- _How to complete this task_:
The lines below are to be quoted exactly, from the first through the one that contains "const LEGACY_SCHEME: &str".

- _Available records_:
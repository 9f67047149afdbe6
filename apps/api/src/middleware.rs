use axum::extract::{Request, State};
use axum::http::{HeaderMap, header};
use axum::middleware::Next;
use axum::response::Response;
use tracing::{info, warn};

use crate::api_config::LegacyAuthScheme;
use crate::error::ApiResult;
use crate::state::RouteGate;

const BEARER_SCHEME: &str = "bearer";
const LEGACY_SCHEME: &str = "jwt";

/// Admits the request through the route group's allow-list and exposes the
/// resulting `AccessContext` to handlers.
pub async fn require_roles(
    State(gate): State<RouteGate>,
    mut request: Request,
    next: Next,
) -> ApiResult<Response> {
    let credential = extract_credential(request.headers(), gate.legacy_auth_scheme);
    let context = gate
        .access_gate
        .admit(credential.as_deref(), &gate.allow_list)?;

    request.extensions_mut().insert(context);
    Ok(next.run(request).await)
}

/// Returns the token carried by the `Authorization` header.
///
/// `Bearer` is the standard scheme; `JWT` is a deprecated alias honoured
/// according to `legacy`. Anything else counts as no credential.
pub fn extract_credential(headers: &HeaderMap, legacy: LegacyAuthScheme) -> Option<String> {
    let value = headers.get(header::AUTHORIZATION)?.to_str().ok()?.trim();
    let (scheme, token) = value.split_once(|ch: char| ch.is_ascii_whitespace())?;
    let token = token.trim();

    if scheme.eq_ignore_ascii_case(BEARER_SCHEME) {
        return Some(token.to_owned());
    }

    if scheme.eq_ignore_ascii_case(LEGACY_SCHEME) {
        return match legacy {
            LegacyAuthScheme::Accept => {
                warn!("request authenticated with deprecated 'JWT' authorization scheme");
                Some(token.to_owned())
            }
            LegacyAuthScheme::Reject => {
                info!("rejected deprecated 'JWT' authorization scheme");
                None
            }
        };
    }

    None
}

- _Task solution_:
repository 9f67047149afdbe6
filename apps/api/src/middleware.rs
use axum::extract::{Request, State};
use axum::http::{HeaderMap, header};
use axum::middleware::Next;
use axum::response::Response;
use tracing::{info, warn};

use crate::api_config::LegacyAuthScheme;
use crate::error::ApiResult;
use crate::state::RouteGate;

const BEARER_SCHEME: &str = "bearer";
const LEGACY_SCHEME: &str = "jwt";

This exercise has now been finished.